**TASK BRIEF**
Could you return the lines below exactly, from the first line up to and including the line that holds "use uuid::Uuid;"?

**THE RECORDS**
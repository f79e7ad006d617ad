//! Workflow analysis and persistence handlers.

use axum::extract::{Path, State};
use axum::http::StatusCode;
use axum::routing::{get, post};
use axum::{Json, Router};
use depot_workflow::graph::Workflow;
use depot_workflow::manifest::DependencyManifest;
use serde::{Deserialize, Serialize};
use serde_json::Value;
use uuid::Uuid;

use crate::handler::Result;
use crate::service::{AnalysisService, ServiceState};

/// Tracing target for workflow handlers.
const TRACING_TARGET: &str = "depot_server::handler::workflows";

/// Request body for workflow upload.
#[derive(Debug, Deserialize)]
struct UploadWorkflowRequest {
    /// The workflow graph; persisted verbatim.
    workflow: Value,
    /// Extra model files to record alongside the extracted ones.
    #[serde(default)]
    required_models: Option<Vec<String>>,
}

/// Response body for workflow upload.
#[derive(Debug, Serialize)]
struct UploadWorkflowResponse {
    id: Uuid,
    manifest: DependencyManifest,
}

/// Response body for analysis listing.
#[derive(Debug, Serialize)]
struct ListAnalysesResponse {
    analyses: Vec<String>,
}

/// Analyzes a workflow without persisting anything.
///
/// Malformed workflow content degrades to an empty manifest; only a body
/// that is not JSON at all is rejected.
async fn analyze_workflow(Json(workflow): Json<Value>) -> Json<DependencyManifest> {
    let workflow = Workflow::from_value(workflow);
    let manifest = depot_workflow::extract(&workflow);

    tracing::debug!(
        target: TRACING_TARGET,
        nodes = workflow.nodes.len(),
        models = manifest.model_count(),
        custom_nodes = manifest.custom_nodes.len(),
        "workflow analyzed"
    );

    Json(manifest)
}

/// Analyzes a workflow and persists graph + manifest under a fresh id.
async fn upload_workflow(
    State(analyses): State<AnalysisService>,
    Json(request): Json<UploadWorkflowRequest>,
) -> Result<(StatusCode, Json<UploadWorkflowResponse>)> {
    let workflow = Workflow::from_value(request.workflow.clone());
    let manifest = depot_workflow::extract(&workflow);

    let id = analyses
        .store(&request.workflow, &manifest, request.required_models)
        .await?;

    Ok((
        StatusCode::CREATED,
        Json(UploadWorkflowResponse { id, manifest }),
    ))
}

/// Re-serves the stored dependency manifest of an analysis.
async fn get_dependencies(
    State(analyses): State<AnalysisService>,
    Path(id): Path<Uuid>,
) -> Result<Json<Value>> {
    Ok(Json(analyses.load_dependencies(id).await?))
}

/// Lists the ids of all stored analyses.
async fn list_analyses(
    State(analyses): State<AnalysisService>,
) -> Result<Json<ListAnalysesResponse>> {
    Ok(Json(ListAnalysesResponse {
        analyses: analyses.list().await?,
    }))
}

/// Returns a [`Router`] with all workflow routes.
///
/// [`Router`]: axum::routing::Router
pub fn routes() -> Router<ServiceState> {
    Router::new()
        .route("/workflows", post(upload_workflow).get(list_analyses))
        .route("/workflows/analyze", post(analyze_workflow))
        .route("/workflows/{id}/dependencies", get(get_dependencies))
}

#[cfg(test)]
mod tests {
    use serde_json::json;

    use crate::handler::test::create_test_server;

    #[tokio::test]
    async fn test_analyze_returns_manifest() -> anyhow::Result<()> {
        let (server, _state) = create_test_server()?;

        let response = server
            .post("/workflows/analyze")
            .json(&json!({
                "nodes": [
                    {"type": "CheckpointLoaderSimple",
                     "widgets_values": ["flux1-dev.safetensors"]},
                ]
            }))
            .await;

        response.assert_status_ok();
        let manifest = response.json::<serde_json::Value>();
        assert_eq!(manifest["models"]["checkpoints"], json!(["flux1-dev.safetensors"]));
        assert_eq!(manifest["custom-nodes"], json!([]));
        Ok(())
    }

    #[tokio::test]
    async fn test_analyze_tolerates_malformed_workflows() -> anyhow::Result<()> {
        let (server, _state) = create_test_server()?;

        let response = server
            .post("/workflows/analyze")
            .json(&json!({"nodes": "not an array"}))
            .await;

        response.assert_status_ok();
        let manifest = response.json::<serde_json::Value>();
        assert_eq!(manifest["models"]["checkpoints"], json!([]));
        Ok(())
    }

    #[tokio::test]
    async fn test_upload_then_fetch_dependencies() -> anyhow::Result<()> {
        let (server, _state) = create_test_server()?;

        let upload = server
            .post("/workflows")
            .json(&json!({
                "workflow": {
                    "nodes": [
                        {"type": "VAELoader", "widgets_values": ["ae.safetensors"]},
                    ]
                },
                "required_models": ["extra.safetensors"],
            }))
            .await;

        upload.assert_status(axum::http::StatusCode::CREATED);
        let body = upload.json::<serde_json::Value>();
        let id = body["id"].as_str().unwrap().to_string();

        let fetched = server.get(&format!("/workflows/{id}/dependencies")).await;
        fetched.assert_status_ok();

        let stored = fetched.json::<serde_json::Value>();
        assert_eq!(stored["models"]["vae"], json!(["ae.safetensors"]));
        assert_eq!(stored["required_models"], json!(["extra.safetensors"]));
        Ok(())
    }

    #[tokio::test]
    async fn test_unknown_analysis_is_404() -> anyhow::Result<()> {
        let (server, _state) = create_test_server()?;

        let response = server
            .get("/workflows/00000000-0000-0000-0000-000000000000/dependencies")
            .await;

        response.assert_status(axum::http::StatusCode::NOT_FOUND);
        Ok(())
    }

    #[tokio::test]
    async fn test_listing_contains_uploaded_ids() -> anyhow::Result<()> {
        let (server, _state) = create_test_server()?;

        let upload = server
            .post("/workflows")
            .json(&json!({"workflow": {"nodes": []}}))
            .await;
        let id = upload.json::<serde_json::Value>()["id"]
            .as_str()
            .unwrap()
            .to_string();

        let listing = server.get("/workflows").await;
        listing.assert_status_ok();

        let body = listing.json::<serde_json::Value>();
        let analyses = body["analyses"].as_array().unwrap();
        assert!(analyses.iter().any(|entry| entry == &json!(id)));
        Ok(())
    }
}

**TASK OUTPUT**
repository f79e7ad006d617ad
//! Workflow analysis and persistence handlers.

use axum::extract::{Path, State};
use axum::http::StatusCode;
use axum::routing::{get, post};
use axum::{Json, Router};
use depot_workflow::graph::Workflow;
use depot_workflow::manifest::DependencyManifest;
use serde::{Deserialize, Serialize};
use serde_json::Value;
use uuid::Uuid;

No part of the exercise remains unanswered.